Task item:
Copy every line that holds the string "Returns" from the data below.

Stored data
"""

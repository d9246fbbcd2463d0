//! Identifier types for the task domain.

use super::TaskDomainError;
use serde::{Deserialize, Serialize};
use std::fmt;

/// Store-generated identifier for a task record.
#[derive(Debug, Clone, Copy, PartialEq, Eq, PartialOrd, Ord, Hash, Serialize, Deserialize)]
#[serde(transparent)]
pub struct TaskId(i64);

impl TaskId {
    /// Creates a validated task identifier.
    ///
    /// # Errors
    ///
    /// Returns [`TaskDomainError::InvalidTaskId`] when the value is not a
    /// positive integer.
    pub const fn new(value: i64) -> Result<Self, TaskDomainError> {
        if value <= 0 {
            return Err(TaskDomainError::InvalidTaskId(value));
        }
        Ok(Self(value))
    }

    /// Wraps a value that the store has already assigned.
    #[must_use]
    pub(crate) const fn from_persisted(value: i64) -> Self {
        Self(value)
    }

    /// Returns the underlying numeric value.
    #[must_use]
    pub const fn value(self) -> i64 {
        self.0
    }
}

impl fmt::Display for TaskId {
    fn fmt(&self, f: &mut fmt::Formatter<'_>) -> fmt::Result {
        write!(f, "{}", self.0)
    }
}

/// Identifier of the user owning tasks.
#[derive(Debug, Clone, Copy, PartialEq, Eq, PartialOrd, Ord, Hash, Serialize, Deserialize)]
#[serde(transparent)]
pub struct UserId(i64);

impl UserId {
    /// Creates a validated user identifier.
    ///
    /// # Errors
    ///
    /// Returns [`TaskDomainError::InvalidUserId`] when the value is not a
    /// positive integer.
    pub const fn new(value: i64) -> Result<Self, TaskDomainError> {
        if value <= 0 {
            return Err(TaskDomainError::InvalidUserId(value));
        }
        Ok(Self(value))
    }

    #[must_use]
    pub(crate) const fn from_persisted(value: i64) -> Self {
        Self(value)
    }

    /// Returns the underlying numeric value.
    #[must_use]
    pub const fn value(self) -> i64 {
        self.0
    }
}

impl fmt::Display for UserId {
    fn fmt(&self, f: &mut fmt::Formatter<'_>) -> fmt::Result {
        write!(f, "{}", self.0)
    }
}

"""

Response to the exercise:
    /// Returns [`TaskDomainError::InvalidTaskId`] when the value is not a
    /// Returns the underlying numeric value.
    /// Returns [`TaskDomainError::InvalidUserId`] when the value is not a
    /// Returns the underlying numeric value.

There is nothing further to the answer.